▸ What you need to do
Examine the material below. Gather every line in which the string "StatusKind" appears.

____________

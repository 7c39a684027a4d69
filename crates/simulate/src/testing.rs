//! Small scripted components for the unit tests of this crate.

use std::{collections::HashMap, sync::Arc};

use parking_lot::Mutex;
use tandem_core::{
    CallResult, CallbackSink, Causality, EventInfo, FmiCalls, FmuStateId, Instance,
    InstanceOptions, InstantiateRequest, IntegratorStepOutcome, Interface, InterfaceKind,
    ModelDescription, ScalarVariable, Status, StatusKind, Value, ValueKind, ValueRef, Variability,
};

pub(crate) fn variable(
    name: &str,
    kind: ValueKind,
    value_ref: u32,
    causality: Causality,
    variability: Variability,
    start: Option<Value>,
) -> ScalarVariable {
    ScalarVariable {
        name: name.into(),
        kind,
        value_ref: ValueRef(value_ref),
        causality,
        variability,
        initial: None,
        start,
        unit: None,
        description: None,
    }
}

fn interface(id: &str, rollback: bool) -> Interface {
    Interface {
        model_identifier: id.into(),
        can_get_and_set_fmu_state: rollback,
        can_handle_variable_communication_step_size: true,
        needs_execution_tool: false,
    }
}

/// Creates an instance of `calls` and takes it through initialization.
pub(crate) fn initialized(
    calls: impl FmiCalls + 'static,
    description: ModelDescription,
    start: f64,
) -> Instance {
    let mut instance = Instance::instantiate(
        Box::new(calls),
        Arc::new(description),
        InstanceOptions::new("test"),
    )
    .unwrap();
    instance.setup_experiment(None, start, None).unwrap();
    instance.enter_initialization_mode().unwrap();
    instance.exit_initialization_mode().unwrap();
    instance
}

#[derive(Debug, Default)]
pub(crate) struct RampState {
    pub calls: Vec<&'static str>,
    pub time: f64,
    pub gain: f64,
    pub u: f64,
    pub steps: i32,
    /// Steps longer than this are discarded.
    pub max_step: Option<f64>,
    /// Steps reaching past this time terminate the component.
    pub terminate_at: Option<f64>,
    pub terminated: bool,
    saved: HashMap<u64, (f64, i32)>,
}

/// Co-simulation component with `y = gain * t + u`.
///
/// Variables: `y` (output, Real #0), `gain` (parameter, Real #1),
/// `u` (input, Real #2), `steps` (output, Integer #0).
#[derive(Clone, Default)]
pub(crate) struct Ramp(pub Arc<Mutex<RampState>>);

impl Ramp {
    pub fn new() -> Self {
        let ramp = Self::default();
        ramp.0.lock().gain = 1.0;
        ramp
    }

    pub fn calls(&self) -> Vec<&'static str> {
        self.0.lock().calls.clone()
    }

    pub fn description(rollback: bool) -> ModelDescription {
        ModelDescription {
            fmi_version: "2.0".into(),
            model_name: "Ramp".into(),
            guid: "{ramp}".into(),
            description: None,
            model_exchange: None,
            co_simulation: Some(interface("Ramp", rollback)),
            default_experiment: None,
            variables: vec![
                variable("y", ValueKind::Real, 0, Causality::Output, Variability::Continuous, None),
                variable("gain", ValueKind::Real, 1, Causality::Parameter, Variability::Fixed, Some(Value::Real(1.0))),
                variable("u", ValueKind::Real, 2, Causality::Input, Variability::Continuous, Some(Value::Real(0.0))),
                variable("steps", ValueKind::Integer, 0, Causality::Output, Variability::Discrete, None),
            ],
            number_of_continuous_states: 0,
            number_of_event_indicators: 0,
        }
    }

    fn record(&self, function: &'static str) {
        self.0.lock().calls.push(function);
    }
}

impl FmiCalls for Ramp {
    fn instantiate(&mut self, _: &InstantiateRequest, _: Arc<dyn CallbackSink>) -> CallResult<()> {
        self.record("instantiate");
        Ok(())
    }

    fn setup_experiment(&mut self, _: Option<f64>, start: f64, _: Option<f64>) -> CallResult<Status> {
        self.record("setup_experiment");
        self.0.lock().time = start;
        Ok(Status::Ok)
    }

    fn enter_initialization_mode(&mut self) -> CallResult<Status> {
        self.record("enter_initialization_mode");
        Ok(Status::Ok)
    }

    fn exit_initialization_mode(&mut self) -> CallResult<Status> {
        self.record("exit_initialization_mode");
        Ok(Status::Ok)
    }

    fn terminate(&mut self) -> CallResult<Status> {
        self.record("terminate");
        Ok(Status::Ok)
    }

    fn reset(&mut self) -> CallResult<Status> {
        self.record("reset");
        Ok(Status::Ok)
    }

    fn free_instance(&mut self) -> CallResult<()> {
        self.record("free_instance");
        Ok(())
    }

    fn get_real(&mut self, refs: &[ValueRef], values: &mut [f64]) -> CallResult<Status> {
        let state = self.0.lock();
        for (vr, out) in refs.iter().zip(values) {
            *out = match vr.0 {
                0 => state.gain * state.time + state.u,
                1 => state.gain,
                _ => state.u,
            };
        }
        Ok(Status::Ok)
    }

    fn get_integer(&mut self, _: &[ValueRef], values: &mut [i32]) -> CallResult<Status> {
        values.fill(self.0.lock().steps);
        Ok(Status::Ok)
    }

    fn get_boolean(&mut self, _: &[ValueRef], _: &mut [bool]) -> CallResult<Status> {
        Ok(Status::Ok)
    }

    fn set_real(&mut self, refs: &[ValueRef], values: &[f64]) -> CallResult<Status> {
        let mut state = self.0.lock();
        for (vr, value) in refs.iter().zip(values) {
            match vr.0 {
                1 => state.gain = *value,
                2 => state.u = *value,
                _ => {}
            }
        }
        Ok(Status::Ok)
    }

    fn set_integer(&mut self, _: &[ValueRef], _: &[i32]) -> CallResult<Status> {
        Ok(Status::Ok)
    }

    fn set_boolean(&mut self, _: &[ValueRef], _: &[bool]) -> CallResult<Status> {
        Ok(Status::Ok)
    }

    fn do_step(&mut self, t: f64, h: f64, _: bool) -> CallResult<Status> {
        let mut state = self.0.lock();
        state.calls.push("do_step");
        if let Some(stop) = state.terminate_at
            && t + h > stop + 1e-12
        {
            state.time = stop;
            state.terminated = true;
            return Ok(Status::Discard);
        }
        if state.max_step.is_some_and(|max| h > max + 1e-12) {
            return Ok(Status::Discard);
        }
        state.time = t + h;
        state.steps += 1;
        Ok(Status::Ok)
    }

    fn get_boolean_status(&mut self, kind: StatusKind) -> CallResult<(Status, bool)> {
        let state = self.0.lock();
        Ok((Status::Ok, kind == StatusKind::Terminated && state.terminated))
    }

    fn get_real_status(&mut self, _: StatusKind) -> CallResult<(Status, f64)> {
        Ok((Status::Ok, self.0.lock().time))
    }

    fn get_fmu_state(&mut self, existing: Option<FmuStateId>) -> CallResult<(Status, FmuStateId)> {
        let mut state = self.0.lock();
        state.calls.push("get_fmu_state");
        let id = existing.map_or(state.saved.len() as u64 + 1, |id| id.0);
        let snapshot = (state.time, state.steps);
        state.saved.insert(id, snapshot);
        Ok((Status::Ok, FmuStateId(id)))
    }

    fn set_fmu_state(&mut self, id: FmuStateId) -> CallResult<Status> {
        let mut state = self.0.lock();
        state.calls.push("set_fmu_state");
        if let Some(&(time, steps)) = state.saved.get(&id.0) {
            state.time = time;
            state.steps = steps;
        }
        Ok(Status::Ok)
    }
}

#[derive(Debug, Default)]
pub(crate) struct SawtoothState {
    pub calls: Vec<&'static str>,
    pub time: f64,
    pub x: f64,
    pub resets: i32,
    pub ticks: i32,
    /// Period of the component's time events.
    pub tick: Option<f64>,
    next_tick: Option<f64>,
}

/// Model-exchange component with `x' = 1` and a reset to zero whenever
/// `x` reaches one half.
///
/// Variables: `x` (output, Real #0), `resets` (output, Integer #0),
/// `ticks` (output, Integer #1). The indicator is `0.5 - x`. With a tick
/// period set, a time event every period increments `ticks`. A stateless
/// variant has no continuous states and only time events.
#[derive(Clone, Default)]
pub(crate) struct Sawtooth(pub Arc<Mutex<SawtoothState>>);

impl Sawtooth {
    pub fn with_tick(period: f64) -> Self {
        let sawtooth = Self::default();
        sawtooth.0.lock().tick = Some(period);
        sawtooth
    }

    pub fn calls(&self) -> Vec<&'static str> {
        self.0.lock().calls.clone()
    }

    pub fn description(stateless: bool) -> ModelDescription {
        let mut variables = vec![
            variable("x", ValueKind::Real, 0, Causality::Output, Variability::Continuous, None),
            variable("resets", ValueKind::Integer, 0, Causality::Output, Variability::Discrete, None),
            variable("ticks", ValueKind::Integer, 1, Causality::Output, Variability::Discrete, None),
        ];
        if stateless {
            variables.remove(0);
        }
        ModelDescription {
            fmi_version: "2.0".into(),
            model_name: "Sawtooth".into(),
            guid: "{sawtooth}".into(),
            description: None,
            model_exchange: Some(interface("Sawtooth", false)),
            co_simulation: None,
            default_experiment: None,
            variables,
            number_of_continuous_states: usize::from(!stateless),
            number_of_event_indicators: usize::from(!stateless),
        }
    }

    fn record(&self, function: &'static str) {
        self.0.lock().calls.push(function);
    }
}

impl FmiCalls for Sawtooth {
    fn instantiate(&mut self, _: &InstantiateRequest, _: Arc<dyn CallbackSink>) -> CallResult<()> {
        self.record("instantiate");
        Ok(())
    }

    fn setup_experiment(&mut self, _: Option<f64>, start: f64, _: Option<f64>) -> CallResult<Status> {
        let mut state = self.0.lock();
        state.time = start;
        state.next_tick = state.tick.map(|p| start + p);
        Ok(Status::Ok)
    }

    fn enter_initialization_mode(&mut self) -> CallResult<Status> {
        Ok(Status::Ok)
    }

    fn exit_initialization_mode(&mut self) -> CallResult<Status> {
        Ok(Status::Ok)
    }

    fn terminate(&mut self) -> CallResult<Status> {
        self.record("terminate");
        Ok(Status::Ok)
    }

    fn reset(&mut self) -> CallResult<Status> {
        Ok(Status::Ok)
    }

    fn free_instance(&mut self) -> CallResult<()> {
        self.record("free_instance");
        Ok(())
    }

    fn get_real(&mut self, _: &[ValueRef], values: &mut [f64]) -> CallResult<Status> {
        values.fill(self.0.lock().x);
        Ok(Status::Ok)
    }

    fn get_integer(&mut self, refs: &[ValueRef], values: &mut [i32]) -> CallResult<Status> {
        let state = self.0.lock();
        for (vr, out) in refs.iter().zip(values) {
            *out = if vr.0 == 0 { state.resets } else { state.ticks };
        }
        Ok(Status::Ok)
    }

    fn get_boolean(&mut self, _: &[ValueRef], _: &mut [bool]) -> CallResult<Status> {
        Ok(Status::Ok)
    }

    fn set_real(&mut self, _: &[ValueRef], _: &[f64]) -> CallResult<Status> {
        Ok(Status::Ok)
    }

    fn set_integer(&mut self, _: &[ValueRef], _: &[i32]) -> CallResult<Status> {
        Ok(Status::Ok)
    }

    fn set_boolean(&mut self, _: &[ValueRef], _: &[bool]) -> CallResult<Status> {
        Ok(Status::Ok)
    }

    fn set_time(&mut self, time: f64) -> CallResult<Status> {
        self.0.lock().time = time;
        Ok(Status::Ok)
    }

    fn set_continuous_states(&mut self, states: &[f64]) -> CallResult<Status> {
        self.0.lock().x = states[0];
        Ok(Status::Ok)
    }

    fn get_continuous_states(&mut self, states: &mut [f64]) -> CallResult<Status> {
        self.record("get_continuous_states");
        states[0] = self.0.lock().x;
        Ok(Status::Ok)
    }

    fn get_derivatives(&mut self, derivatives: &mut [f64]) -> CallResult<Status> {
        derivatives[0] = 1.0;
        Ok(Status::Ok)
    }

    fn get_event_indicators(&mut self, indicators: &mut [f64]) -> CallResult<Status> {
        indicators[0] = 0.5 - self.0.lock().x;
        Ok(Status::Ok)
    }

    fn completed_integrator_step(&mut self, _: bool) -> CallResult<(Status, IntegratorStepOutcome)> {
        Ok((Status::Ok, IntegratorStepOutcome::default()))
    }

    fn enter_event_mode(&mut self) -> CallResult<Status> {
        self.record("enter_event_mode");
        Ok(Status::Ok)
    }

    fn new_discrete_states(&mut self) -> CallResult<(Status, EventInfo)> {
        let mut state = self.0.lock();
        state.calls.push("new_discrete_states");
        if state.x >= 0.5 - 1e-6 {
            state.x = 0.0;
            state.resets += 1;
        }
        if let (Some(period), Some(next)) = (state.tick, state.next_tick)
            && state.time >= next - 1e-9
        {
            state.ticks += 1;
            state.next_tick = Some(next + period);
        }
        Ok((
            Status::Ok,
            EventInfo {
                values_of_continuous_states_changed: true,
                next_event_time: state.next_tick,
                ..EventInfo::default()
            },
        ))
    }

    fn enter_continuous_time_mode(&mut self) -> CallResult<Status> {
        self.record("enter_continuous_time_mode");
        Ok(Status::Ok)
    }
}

____________

▸ Response below
    ModelDescription, ScalarVariable, Status, StatusKind, Value, ValueKind, ValueRef, Variability,
    fn get_boolean_status(&mut self, kind: StatusKind) -> CallResult<(Status, bool)> {
        Ok((Status::Ok, kind == StatusKind::Terminated && state.terminated))
    fn get_real_status(&mut self, _: StatusKind) -> CallResult<(Status, f64)> {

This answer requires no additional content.